Moreover, BrandZ 2015 reports that the growth in Chinese technology brands has been more than matched by Chinese retail brands. In fact, the Chinese retail sector led all of the 21 BrandZ categories in brand value growth. Chinese retail brand value grew by a stupendous 3,827 percent, driven largely by the addition of Alibaba. Technology brands grew at what would appear to be a table-topping 78 percent but even leaving out Alibaba's arrival, retail still grew by 64 percent.
Furthermore, the Chinese automotive sector, usually a major engine of economic growth, also fared well in this latest BrandZ report with an impressive increase of 141 percent in year-on-year brand value.
This year's BrandZ report also makes clear a subtle but critical change in the role of China's major state-owned enterprise brands, which typically continue to dominate across the banking, telecommunications and insurance sectors. While SOE brand values generally remain large and growing, BrandZ provides findings that suggest a more supportive, facilitative and enabling role has now been adopted, which has led to a far more healthy relationship with the rapidly growing members of the private, market-driven Chinese brand community.

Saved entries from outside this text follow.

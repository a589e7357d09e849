//! Undo snapshots around native typing, and auto-complete undo.

use crate::dom::DomSelection;
use crate::editor::EditorCore;
use crate::error::Result;
use crate::input::{KeyCode, KeyboardEvent};
use crate::plugin::{ChangeSource, EditorPlugin, PluginEvent};

/// Kind of the last keystroke that changed content natively.
#[derive(Clone, Copy, Debug, PartialEq, Eq)]
enum LastKey {
    Backspace,
    Delete,
    Space,
    Other,
}

/// Records undo steps at natural boundaries of typing: switching between
/// Backspace and Delete, the first space after a word, Enter, and typing
/// over a selection. A plain Backspace right after an auto-complete change
/// reverts that change.
#[derive(Debug, Default)]
pub struct UndoPlugin {
    last_key: Option<LastKey>,
}

impl UndoPlugin {
    #[must_use]
    pub fn new() -> Self {
        Self::default()
    }

    fn is_auto_complete_undo(core: &EditorCore, raw: &KeyboardEvent) -> bool {
        raw.code == KeyCode::Backspace
            && !raw.has_modifier_key()
            && !raw.default_prevented()
            && !core.undo_state().has_new_content
            && core.undo_state().service.can_undo_auto_complete()
    }

    fn on_key_down(&mut self, core: &mut EditorCore, raw: &mut KeyboardEvent) -> Result<()> {
        if Self::is_auto_complete_undo(core, raw) {
            raw.prevent_default();
            tracing::debug!("auto-complete undone by backspace");
            core.undo()?;
            self.last_key = Some(LastKey::Backspace);
            return Ok(());
        }
        if raw.default_prevented() || raw.is_composing {
            return Ok(());
        }

        let expanded = !core.selection().is_some_and(DomSelection::is_collapsed_range);
        match raw.code {
            KeyCode::Backspace | KeyCode::Delete => {
                let key = if raw.code == KeyCode::Backspace {
                    LastKey::Backspace
                } else {
                    LastKey::Delete
                };
                if expanded || self.last_key != Some(key) {
                    core.add_undo_snapshot(false, Vec::new())?;
                }
                self.last_key = Some(key);
                core.undo.has_new_content = true;
            }
            KeyCode::Enter => {
                core.add_undo_snapshot(false, Vec::new())?;
                self.last_key = Some(LastKey::Other);
                core.undo.has_new_content = true;
            }
            KeyCode::Char(c) if raw.is_character_value() => {
                let is_space = c.is_whitespace();
                if expanded || (is_space && self.last_key != Some(LastKey::Space)) {
                    core.add_undo_snapshot(false, Vec::new())?;
                }
                self.last_key = Some(if is_space { LastKey::Space } else { LastKey::Other });
                core.undo.has_new_content = true;
            }
            code if code.is_navigation() => {
                if core.undo_state().has_new_content {
                    core.add_undo_snapshot(false, Vec::new())?;
                }
                self.last_key = None;
            }
            _ => {}
        }
        Ok(())
    }
}

impl EditorPlugin for UndoPlugin {
    fn name(&self) -> &'static str {
        "Undo"
    }

    fn will_handle_event_exclusively(&mut self, core: &EditorCore, event: &PluginEvent) -> bool {
        matches!(event, PluginEvent::KeyDown { raw, .. } if Self::is_auto_complete_undo(core, raw))
    }

    fn on_plugin_event(&mut self, core: &mut EditorCore, event: &mut PluginEvent) -> Result<()> {
        match event {
            PluginEvent::EditorReady => {
                if !core.undo_state().service.can_move(0) {
                    core.add_undo_snapshot(false, Vec::new())?;
                }
            }
            PluginEvent::KeyDown { raw, .. } => self.on_key_down(core, raw)?,
            PluginEvent::Input { .. } | PluginEvent::CompositionEnd { .. } => {
                core.undo.has_new_content = true;
            }
            PluginEvent::ContentChanged { source, .. } => {
                if *source != ChangeSource::Restore {
                    core.undo.service.clear_redo();
                    self.last_key = None;
                }
            }
            _ => {}
        }
        Ok(())
    }
}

This year's report also detects that Chinese consumers are now far more demanding and sophisticated, which has perhaps driven many Chinese brand providers to raise their game.
Media expenditures as well as new product development have also risen among the most valuable Chinese brands.
The BrandZ 2015 findings also point to the increasing opportunities for European brands as a result of this apparent step-change in Chinese brands' competitiveness.
Any rise in competitiveness and attractiveness of Chinese brands will, as BrandZ correctly points out, provide major consumption stimulus across China and, therefore, help market opportunities for all brands to grow in China.
In addition, European brands can also grasp the growth in the number of competitive, potential Chinese brand partners. Increasingly competitive Chinese brands will lead to greater investment in the European brands and increased opportunity for European brands in China.
None of the above should come as any surprise at all. Indeed, my research findings from frequent contact with and constant monitoring of major Chinese brands over the last five years outline a similar trend. It's a trend characterized by increasing confidence among Chinese business leaders and the emergence of a more modern, market-driven brand-building approach inside many Chinese organizations, across many sectors.
In short, it is not just the Chinese brand that has finally come of age; it is the Chinese brand manager who also has come of age.
The author is a visiting professor at the University of International Business and Economics in Beijing and a senior lecturer in marketing at Southampton Solent University's School of Business. The views do not necessarily reflect those of China Daily.